The Texas sales tax rule is independent of cottage food. Most prepared baked goods are taxable at retail. Some grocery-style items (a whole loaf of bread sold for home consumption) are exempt. The combined state plus local rate can exceed 8.25%. To collect sales tax legally, you need a Texas Sales and Use Tax Permit (free to apply for through the Comptroller). Failing to collect tax on taxable sales is a separate violation from cottage food, and the Comptroller is more aggressive on enforcement than DSHS.

Federal labeling for shipping (which you can't do anyway under cottage food, but)

If a cottage food producer transitions to a commercial kitchen and starts shipping interstate, federal labeling rules add nutrition facts panels (with exemptions for small businesses), bilingual labeling for imported goods, and FDA facility registration. None of that is required under Texas cottage food, but the moment a producer crosses into commercial production, the federal floor lifts.

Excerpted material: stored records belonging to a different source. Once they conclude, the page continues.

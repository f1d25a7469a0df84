use std::io::{self, BufRead, Write};
use std::path::PathBuf;

use clap::ValueEnum;
use lexicon_db::{Dictionary, LoadMode};
use lexicon_types::{Entry, PartOfSpeech, to_lower, trim};
use serde::Serialize;
use thiserror::Error;
use tracing::{debug, warn};

use crate::options::{ParsedQuery, RejectedOption, Rejection, ordinal, parse_query_line};

pub const QUIT: &str = "!q";
pub const HELP: &str = "!help";

/// How query results are written.
#[derive(Clone, Copy, Debug, Default, Eq, PartialEq, ValueEnum)]
pub enum OutputFormat {
    /// Framed, human-readable listing with prompts.
    #[default]
    Text,
    /// One JSON object per query, no prompts.
    Json,
}

#[derive(Debug, Error)]
pub enum ShellError {
    #[error(transparent)]
    Io(#[from] io::Error),
    #[error("input closed while waiting for a dictionary path (last tried {})", .0.display())]
    NoDictionary(PathBuf),
}

#[derive(Serialize)]
struct QueryOutcome<'a> {
    keyword: &'a str,
    part_of_speech: Option<PartOfSpeech>,
    distinct: bool,
    reverse: bool,
    entries: &'a [Entry],
    rejected: &'a [RejectedOption],
}

/// Open the dictionary at `path`, asking for a new path on `input` after
/// every failed attempt.
///
/// Returns the dictionary together with the path that finally worked.
pub fn load_with_retry<R: BufRead, W: Write>(
    mut path: PathBuf,
    mode: LoadMode,
    input: &mut R,
    output: &mut W,
) -> Result<(Dictionary, PathBuf), ShellError> {
    writeln!(output, "! Opening data file... {}", path.display())?;
    loop {
        match Dictionary::load_with_mode(&path, mode) {
            Ok(dict) => {
                writeln!(output, "! Loading data...")?;
                writeln!(output, "! Loading completed...")?;
                writeln!(output, "! Closing data file... {}", path.display())?;
                writeln!(output)?;
                return Ok((dict, path));
            }
            Err(err) => {
                warn!(error = %err, "could not open dictionary");
                writeln!(output, "<!>ERROR<!> ===> File could not be opened.")?;
                writeln!(output, "<!>ERROR<!> ===> Provided file path: {}", path.display())?;
                write!(output, "<!>Enter the CORRECT data file path: ")?;
                output.flush()?;

                let mut line = String::new();
                if input.read_line(&mut line)? == 0 {
                    return Err(ShellError::NoDictionary(path));
                }
                path = PathBuf::from(trim(&line));
            }
        }
    }
}

/// Interactive search loop over a loaded dictionary.
pub struct Shell<'a, R, W> {
    dict: &'a Dictionary,
    input: R,
    output: W,
    format: OutputFormat,
    turn: usize,
}

impl<'a, R: BufRead, W: Write> Shell<'a, R, W> {
    pub fn new(dict: &'a Dictionary, input: R, output: W) -> Self {
        Self {
            dict,
            input,
            output,
            format: OutputFormat::Text,
            turn: 1,
        }
    }

    pub fn with_format(mut self, format: OutputFormat) -> Self {
        self.format = format;
        self
    }

    /// Startup summary with keyword and definition counts.
    pub fn print_banner(&mut self) -> io::Result<()> {
        if self.format == OutputFormat::Json {
            return Ok(());
        }
        writeln!(self.output, "====== DICTIONARY 340 ======")?;
        writeln!(self.output, "------ Keywords: {}", self.dict.keyword_count())?;
        writeln!(self.output, "------ Definitions: {}", self.dict.definition_count())?;
        Ok(())
    }

    /// Serve search requests until `!q` or end of input.
    pub fn run(&mut self) -> io::Result<()> {
        if self.format == OutputFormat::Text {
            writeln!(self.output)?;
        }
        let mut line = String::new();
        loop {
            if self.format == OutputFormat::Text {
                write!(self.output, "Search [{}]: ", self.turn)?;
                self.output.flush()?;
            }
            line.clear();
            if self.input.read_line(&mut line)? == 0 {
                debug!("input closed after {} turns", self.turn - 1);
                break;
            }

            let request = to_lower(trim(&line));
            if request == QUIT {
                if self.format == OutputFormat::Text {
                    writeln!(self.output)?;
                    writeln!(self.output, "-----THANK YOU-----")?;
                }
                break;
            }
            if request.is_empty() || request == HELP {
                self.print_help()?;
            } else if let Some(parsed) = parse_query_line(&request) {
                self.search(&parsed)?;
            }
            self.turn += 1;
        }
        self.output.flush()
    }

    /// Number of the next search prompt.
    pub fn turn(&self) -> usize {
        self.turn
    }

    pub fn into_output(self) -> W {
        self.output
    }

    fn search(&mut self, parsed: &ParsedQuery) -> io::Result<()> {
        let entries = self.dict.query(&parsed.keyword, &parsed.filters());
        match self.format {
            OutputFormat::Text => {
                for rejected in &parsed.rejected {
                    self.print_rejection(rejected)?;
                }
                self.print_entries(&entries)
            }
            OutputFormat::Json => {
                let filters = parsed.filters();
                let outcome = QueryOutcome {
                    keyword: &parsed.keyword,
                    part_of_speech: parsed.part_of_speech,
                    distinct: filters.distinct,
                    reverse: filters.reverse,
                    entries: &entries,
                    rejected: &parsed.rejected,
                };
                serde_json::to_writer(&mut self.output, &outcome)?;
                writeln!(self.output)
            }
        }
    }

    fn print_help(&mut self) -> io::Result<()> {
        if self.format == OutputFormat::Json {
            return Ok(());
        }
        writeln!(self.output, "     |")?;
        writeln!(self.output, "      PARAMETER HOW-TO, please enter:")?;
        writeln!(
            self.output,
            "      1. A search key -then 2. An optional part of speech -then"
        )?;
        writeln!(
            self.output,
            "      3. An optional 'distinct' -then 4. An optional 'reverse'"
        )?;
        writeln!(self.output, "     |")
    }

    fn print_rejection(&mut self, rejected: &RejectedOption) -> io::Result<()> {
        let nth = ordinal(rejected.position);
        let token = &rejected.token;
        writeln!(self.output, "     |")?;
        match rejected.reason {
            Rejection::DuplicatePartOfSpeech => {
                writeln!(
                    self.output,
                    "      <The entered {nth} parameter '{token}' is NOT 'distinct' or 'reverse'.>"
                )?;
            }
            Rejection::Unrecognized => {
                writeln!(
                    self.output,
                    "      <The entered {nth} parameter '{token}' is NOT a part of speech.>"
                )?;
                writeln!(
                    self.output,
                    "      <The entered {nth} parameter '{token}' is NOT 'distinct'.>"
                )?;
                writeln!(
                    self.output,
                    "      <The entered {nth} parameter '{token}' is NOT 'reverse'.>"
                )?;
                writeln!(
                    self.output,
                    "      <The entered {nth} parameter '{token}' was disregarded.>"
                )?;
                writeln!(
                    self.output,
                    "      <The {nth} parameter should be a part of speech or 'distinct' or 'reverse'.>"
                )?;
            }
        }
        writeln!(self.output, "     |")
    }

    fn print_entries(&mut self, entries: &[Entry]) -> io::Result<()> {
        if entries.is_empty() {
            writeln!(self.output, "   |")?;
            writeln!(
                self.output,
                "      <NOT FOUND> To be considered for next release. Thank you."
            )?;
            return writeln!(self.output, "    |");
        }
        writeln!(self.output, "    |")?;
        for entry in entries {
            writeln!(self.output, "      {entry}")?;
        }
        writeln!(self.output, "     |")
    }
}
//! Local preview sources for photos that are not stored remotely yet.
//!
//! A [`PreviewHandle`] is an opaque ticket into the [`PreviewStore`]. It is
//! neither `Clone` nor `Copy`: whoever owns it is the only one who can release
//! it, and releasing consumes it.

use base64::Engine;
use std::collections::HashMap;

use crate::models::LocalPayload;

#[derive(Debug, PartialEq, Eq, Hash)]
pub struct PreviewHandle(u64);

#[derive(Debug, Default)]
pub struct PreviewStore {
    sources: HashMap<u64, String>,
    next_id: u64,
}

impl PreviewStore {
    pub fn new() -> Self {
        Self::default()
    }

    /// Creates a `data:` URL for the payload and returns its handle
    pub fn create(&mut self, payload: &LocalPayload) -> PreviewHandle {
        let mime = sniff_mime(payload);
        let b64 = base64::engine::general_purpose::STANDARD.encode(&payload.bytes);
        let id = self.next_id;
        self.next_id += 1;
        self.sources.insert(id, format!("data:{};base64,{}", mime, b64));
        log::debug!("Preview {} created for {} ({})", id, payload.name, mime);
        PreviewHandle(id)
    }

    /// Borrows the render source; `None` once the handle was released
    pub fn resolve(&self, handle: &PreviewHandle) -> Option<&str> {
        self.sources.get(&handle.0).map(String::as_str)
    }

    pub fn release(&mut self, handle: PreviewHandle) {
        if self.sources.remove(&handle.0).is_none() {
            log::warn!("Preview {} was already released", handle.0);
        } else {
            log::debug!("Preview {} released", handle.0);
        }
    }

    pub fn live_count(&self) -> usize {
        self.sources.len()
    }
}

/// Prefers the magic bytes over the declared type
fn sniff_mime(payload: &LocalPayload) -> String {
    match image::guess_format(&payload.bytes) {
        Ok(format) => format.to_mime_type().to_string(),
        Err(_) if !payload.mime.is_empty() => payload.mime.clone(),
        Err(_) => "image/jpeg".to_string(),
    }
}

#[cfg(test)]
mod tests {
    use super::*;

    const PNG_MAGIC: &[u8] = &[0x89, b'P', b'N', b'G', 0x0D, 0x0A, 0x1A, 0x0A, 0, 0];

    #[test]
    fn test_create_resolve_release() {
        let mut store = PreviewStore::new();
        let payload = LocalPayload::new("a.bin", "image/gif", vec![1, 2, 3]);
        let handle = store.create(&payload);

        let src = store.resolve(&handle).unwrap();
        assert!(src.starts_with("data:image/gif;base64,"));
        assert_eq!(store.live_count(), 1);

        store.release(handle);
        assert_eq!(store.live_count(), 0);
    }

    #[test]
    fn test_magic_bytes_win_over_declared_mime() {
        let mut store = PreviewStore::new();
        let payload = LocalPayload::new("photo.jpg", "image/jpeg", PNG_MAGIC.to_vec());
        let handle = store.create(&payload);
        assert!(store
            .resolve(&handle)
            .unwrap()
            .starts_with("data:image/png;base64,"));
    }

    #[test]
    fn test_unknown_bytes_without_mime_default_to_jpeg() {
        let mut store = PreviewStore::new();
        let payload = LocalPayload::new("x", "", vec![0, 0, 0]);
        let handle = store.create(&payload);
        assert!(store.resolve(&handle).unwrap().starts_with("data:image/jpeg"));
    }

    #[test]
    fn test_handles_are_distinct() {
        let mut store = PreviewStore::new();
        let payload = LocalPayload::new("a", "image/jpeg", vec![1]);
        let a = store.create(&payload);
        let b = store.create(&payload);
        assert_ne!(a, b);
        store.release(a);
        assert!(store.resolve(&b).is_some());
    }
}
use crate::config::AppConfig;
use crate::Screen;
use dioxus::prelude::*;

#[component]
pub fn HomeScreen(on_navigate: EventHandler<Screen>) -> Element {
    let config = use_context::<AppConfig>();

    rsx! {
        div { style: "padding: 16px; max-width: 600px; margin: 0 auto; min-height: 100vh; background: #f5f5f5;",
            h1 { style: "color: #0066cc; text-align: center; margin-bottom: 24px; margin-top: 48px; font-size: 28px; font-weight: 700;",
                "📍 Civic Report"
            }
            // Quick Actions
            div { class: "card", style: "margin-bottom: 16px;",
                h2 { style: "margin: 0 0 16px 0; font-size: 18px; color: #333;", "Report an issue" }
                button {
                    class: "btn-primary",
                    style: "width: 100%; padding: 16px; font-size: 16px; display: flex; align-items: center; justify-content: center;",
                    onclick: move |_| on_navigate.call(Screen::NewReport),
                    "📝 New report"
                }
            }

            // Info Card
            div { style: "background: #f8f9fa; padding: 16px; margin: 16px 0; border-radius: 8px; border: 1px solid #e0e0e0;",
                h3 { style: "margin: 0 0 12px 0; font-size: 14px; color: #666; font-weight: 600;",
                    "ℹ️ System-Info"
                }
                p { style: "font-size: 12px; color: #666; margin: 4px 0;",
                    "OS: {std::env::consts::OS}"
                }
                p { style: "font-size: 12px; color: #666; margin: 4px 0;",
                    "Arch: {std::env::consts::ARCH}"
                }
                p { style: "font-size: 11px; color: #888; margin: 4px 0; word-break: break-all;",
                    "Server: {config.server_url}"
                }
            }
        }
    }
}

Common mistakes Texas cottage food producers make in year one

Patterns repeat. The five most common compliance failures, in rough order of frequency:

  1. Missing or incomplete allergen statement. A "Contains:" line absent on a product with wheat, eggs, or dairy. The cure is mechanical — every label, every batch, every time.
  2. Untracked gross revenue. A producer assumes they are at "maybe $40,000" and is actually at $112,000 by November because the farmers market booth was busier than memory suggests. The cure is a weekly revenue log. The wider $150,000 ceiling makes this less catastrophic — but only marginally, because cap-blowers tend to undercount by a wide margin.
  3. Out-of-state shipping by accident. A Shopify store with no shipping geofence accepts an order from Oklahoma. The producer ships it. The order is technically illegal — and the platform retains the record.
  4. Mass-market platform listing. A producer lists cottage food on Etsy or Amazon Handmade and accepts orders nationally. Same problem, scaled up. Some producers solve this by setting "ship to Texas only" filters; others by moving production to a commercial kitchen.
  5. Acidified goods without pH records. Hot sauce or pickled product sold without a meter, without calibration logs, without per-batch records. The product may be safe in fact, but it is not legal in Texas without documentation.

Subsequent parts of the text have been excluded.